Not hardly! In fact, that night in NYC's famed Chelsea Hotel, some serious stuff took place. At dawn, Shirley Clarke left the hotel room with 15 cans of 16 mm film. That footage became the groundbreaking documentary, "Portrait Of Jason", about which famed director Ingmar Bergman said, "...the most fascinating film I've ever seen."
Jason craved attention, deserved attention and got attention. That is why Holliday (born Aaron Payne in 1924) became the subject of a milestone motion picture which has been debated and dissected since Clarke's film was released in 1967.
When the Clarke film was released, it was seen by fledgling recording engineer/record producer, Michael Rashkow. Captivated by the character, Rashkow set out to present Jason in a different persona---warm, fuzzy, funny and loveable--in a free wheeling comedy format on vinyl.

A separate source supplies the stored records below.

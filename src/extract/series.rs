use std::sync::LazyLock;

use regex::Regex;
use tracing::debug;

use super::NormalizedRow;
use crate::normalize::parse_grouped_count;
use crate::probe::{ElementHandle, PageProbe, ProbeError};
use crate::settings::{Selectors, Timings};

/// "24 sep. 2025 1,234": day, month word with optional period, year, then the count.
static POINT_RE: LazyLock<Regex> =
    LazyLock::new(|| Regex::new(r"(\d{1,2} \w+\.? \d{4})\s+([\d,.]+)").unwrap());

pub fn extract<P: PageProbe>(
    probe: &mut P,
    selectors: &Selectors,
    timings: &Timings,
) -> Result<Vec<NormalizedRow>, ProbeError> {
    probe.wait_for_selector(&selectors.series_widget, timings.series_wait())?;

    let widget = probe.query_all(&selectors.series_widget)?;
    let Some(widget) = widget.first() else {
        return Err(ProbeError::SelectorTimeout {
            selector: selectors.series_widget.clone(),
            timeout: timings.series_wait(),
        });
    };

    Ok(parse_points(&widget.text()?))
}

/// Dated points in document order. The first match on the card is the
/// headline total, not a day, and is skipped.
pub fn parse_points(text: &str) -> Vec<NormalizedRow> {
    POINT_RE
        .captures_iter(text)
        .skip(1)
        .filter_map(|caps| match parse_grouped_count(&caps[2]) {
            Ok(count) => Some(NormalizedRow::number(&caps[1], count)),
            Err(e) => {
                debug!("Dropping series point {:?}: {}", &caps[1], e);
                None
            }
        })
        .collect()
}
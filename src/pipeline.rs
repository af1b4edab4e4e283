use std::path::Path;
use std::thread;

use anyhow::Result;
use indicatif::{ProgressBar, ProgressStyle};
use tracing::{info, warn};

use crate::db::AggregateWriter;
use crate::extract::{self, BlockKind, ExtractedBlocks};
use crate::input::Entity;
use crate::probe::PageProbe;
use crate::settings::Settings;

/// One entity's three blocks, each possibly empty but always present.
pub struct EntityResult {
    pub entity: Entity,
    pub navigated: bool,
    pub blocks: ExtractedBlocks,
}

impl EntityResult {
    pub fn populated_blocks(&self) -> usize {
        self.blocks.iter().filter(|b| !b.rows.is_empty()).count()
    }
}

/// Navigate to the entity's page and run the block extractors.
///
/// Never fails: a navigation fault yields three empty blocks.
pub fn process_entity<P: PageProbe>(probe: &mut P, entity: &Entity, settings: &Settings) -> EntityResult {
    let timings = &settings.timings;

    if let Err(e) = probe.navigate(&entity.source_url, timings.navigation()) {
        warn!("{}: navigation failed: {}", entity.name, e);
        return EntityResult {
            entity: entity.clone(),
            navigated: false,
            blocks: ExtractedBlocks::empty(&e.to_string()),
        };
    }

    if let Err(e) = probe.wait_for_network_idle(timings.network_idle()) {
        info!("{}: network not idle ({}), continuing", entity.name, e);
    }
    // Client-rendered widgets have no ready signal; give them a fixed head start.
    thread::sleep(timings.settle());

    let blocks = extract::extract_all(probe, &entity.name, settings);

    EntityResult {
        entity: entity.clone(),
        navigated: true,
        blocks,
    }
}

#[derive(Debug, Default, Clone, PartialEq)]
pub struct RunStats {
    pub entities: usize,
    pub navigated: usize,
    pub blocks_populated: usize,
    pub blocks_empty: usize,
    pub collisions: usize,
    /// (entity, block, reason) for every block that hit a fault.
    pub failures: Vec<(String, BlockKind, String)>,
}

/// Process every entity in order, feeding results to a fresh aggregate.
pub fn collect<P: PageProbe>(
    probe: &mut P,
    entities: &[Entity],
    settings: &Settings,
) -> (AggregateWriter, RunStats) {
    let mut writer = AggregateWriter::new(settings.output.sheet_prefix_len);
    let mut stats = RunStats::default();

    let pb = ProgressBar::new(entities.len() as u64);
    pb.set_style(
        ProgressStyle::default_bar()
            .template("[{elapsed_precise}] {bar:40} {pos}/{len} {msg}")
            .unwrap_or_else(|_| ProgressStyle::default_bar())
            .progress_chars("=> "),
    );

    for (i, entity) in entities.iter().enumerate() {
        if i > 0 {
            thread::sleep(settings.timings.politeness());
        }
        pb.set_message(entity.name.clone());
        info!("Extracting {}", entity.name);

        let result = process_entity(probe, entity, settings);
        let populated = result.populated_blocks();
        stats.entities += 1;
        stats.navigated += usize::from(result.navigated);
        stats.blocks_populated += populated;
        stats.blocks_empty += 3 - populated;
        for block in result.blocks.iter().filter(|b| !b.ok) {
            let reason = block.warning.clone().unwrap_or_default();
            stats.failures.push((entity.name.clone(), block.kind, reason));
        }

        info!("{}: {}/3 blocks populated", entity.name, populated);
        writer.add(&result);
        pb.inc(1);
    }

    pb.finish_and_clear();
    info!("Aggregated {} sheets for {} entities", writer.sheets().len(), stats.entities);
    stats.collisions = writer.collisions();
    (writer, stats)
}

/// Full run: every entity, then a single write of the artifact.
pub fn run<P: PageProbe>(
    probe: &mut P,
    entities: &[Entity],
    settings: &Settings,
    output: &Path,
) -> Result<RunStats> {
    let (writer, stats) = collect(probe, entities, settings);
    writer.persist(output)?;
    Ok(stats)
}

In those days, audio was edited with razor blades and splicing tape---with segments hung on the wall, coiled into boxes, or hand-spooled onto reels. It took months to construct and when the finished master was delivered to the record label which had agreed to release the LP, they walked away from the project. They wanted something dark and disturbing--like the film.
For the next 40 years that recording sat in a box. Nobody heard it and nobody cared. Rashkow retired in 2002 (and had long ago lost touch with Jason); but when he learned that Jason died in 1998 he felt determined to resurrect the project---and keep alive a legacy of Jason Holliday that the film didn't show.
So, the deteriorated 1/4 inch tapes from the 1960s were transferred to digital format; restored, re-edited, and enhanced by Rashkow on his home computer.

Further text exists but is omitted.